Openers Malthusian are a thrilling new prospect, swamping the crowd that night with waves of brutality from their demo and debut EP that blend black, death and doom styles into a breathtaking sound, amplified tenfold in such a small, industrial space.
Closely following, and immediately swerving from their dense, dark atmosphere, were Portrait. A late addition to the lineup, Portrait were undeniably energetic performers, but simply did not fit with the apocalyptic eminence of their fellow performers. Heartfelt as their rigidly classic metal style is, it simply could not reach the crowd that night, each track being received with very British rounds of polite applause that would have been more at home on a tennis court than at an extreme metal gig.
Much better received were Winterfylleth, Mancunian titans of soul-grabbing black metal. Their atmospheric guitars enwrap recklessly forceful drums, treading an instrumental path close to that of Deafheaven but much more firmly planted in black metal. Chris Naughton’s vocals were masterful –sounding completely clear without compromising any of the intensity of his screams – and his lyrics, steeped in the oldest British culture, consisted largely of translations of Old English poetry. A Careworn Heart, off of the band’s latest LP ‘The Divination of Antiquity,’ was a striking example of the period’s perfect alliance with black metal. Its lyrics are adapted from The Wife’s Lament, a poem exemplary of the bleak, existential pain and wonder to be found in that underappreciated period of literature, and as phrases like ‘the absence of my kin falls sharply on my soul’ ripped from Naughton’s throat, it was hard to imagine it being performed originally not with blast beats, but with a lyre.

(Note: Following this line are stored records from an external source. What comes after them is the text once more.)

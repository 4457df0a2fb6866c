use tracing_subscriber::EnvFilter;

/// Diagnostics go to stderr; stdout carries the progress lines
pub fn init_logging(verbose: bool) {
    let default = if verbose { "debug" } else { "warn" };
    let filter = EnvFilter::try_from_default_env().unwrap_or_else(|_| EnvFilter::new(default));

    tracing_subscriber::fmt()
        .with_env_filter(filter)
        .with_target(false)
        .with_writer(std::io::stderr)
        .compact()
        .init();
}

Finally taking the stage were the band of the evening, Primordial. With an ironclad reputation built on the grandeur and power of their music, steeped in black metal and Irish folk but beholden to neither, there was no sense of restlessness in the crowd after the length of the supports. No amount of prior music could tire a crowd enough to dampen the force of Primordial, and as they took to the stage to the sound of the bleak and thrilling dirge ‘Dark Horse on the Wind,’ the crowd’s roar was rapturous. This was no flash in the pan. Primordial’s performance was like a cult gathering, and A.A. Nemtheanga more enrapturing druid than frontman as he glared, painted and becowled, into the faces of his following and bellowed in his singular voice songs of war, famine and darkness.
In the few pauses of the otherwise relentless set, Nemtheanga rallied the crowd to keep their fists pumping and hearts swelling, once growling: ‘London, there is no grave that can keep us down!’ Elsewhere he elaborated on songs, introducing the phenomenal Ghosts of the Charnel House wryly, but righteously enraged: ‘to get your Saturday night started, here’s a song about institutional child abuse in Ireland’s Catholic Church in the 20th century – hang them high!’ Behind Nemtheanga was the earthy, thundering brilliance of the rest of the band, matching their frontman’s awe-inspiring ferocity bar for bar and filling the room to burst with sound. Theirs was a truly magnificent performance, embodying all the paradoxically elevating but crushing brilliance of the best metal. As Primordial left the stage after a twelve-song set, I was left dumbfounded, dropped back into grey reality. This was a gig that more than delivered on the promise of its lineup (despite an out of place Portrait) to give a night that demonstrated the potential of live music to empower, embolden and inspire.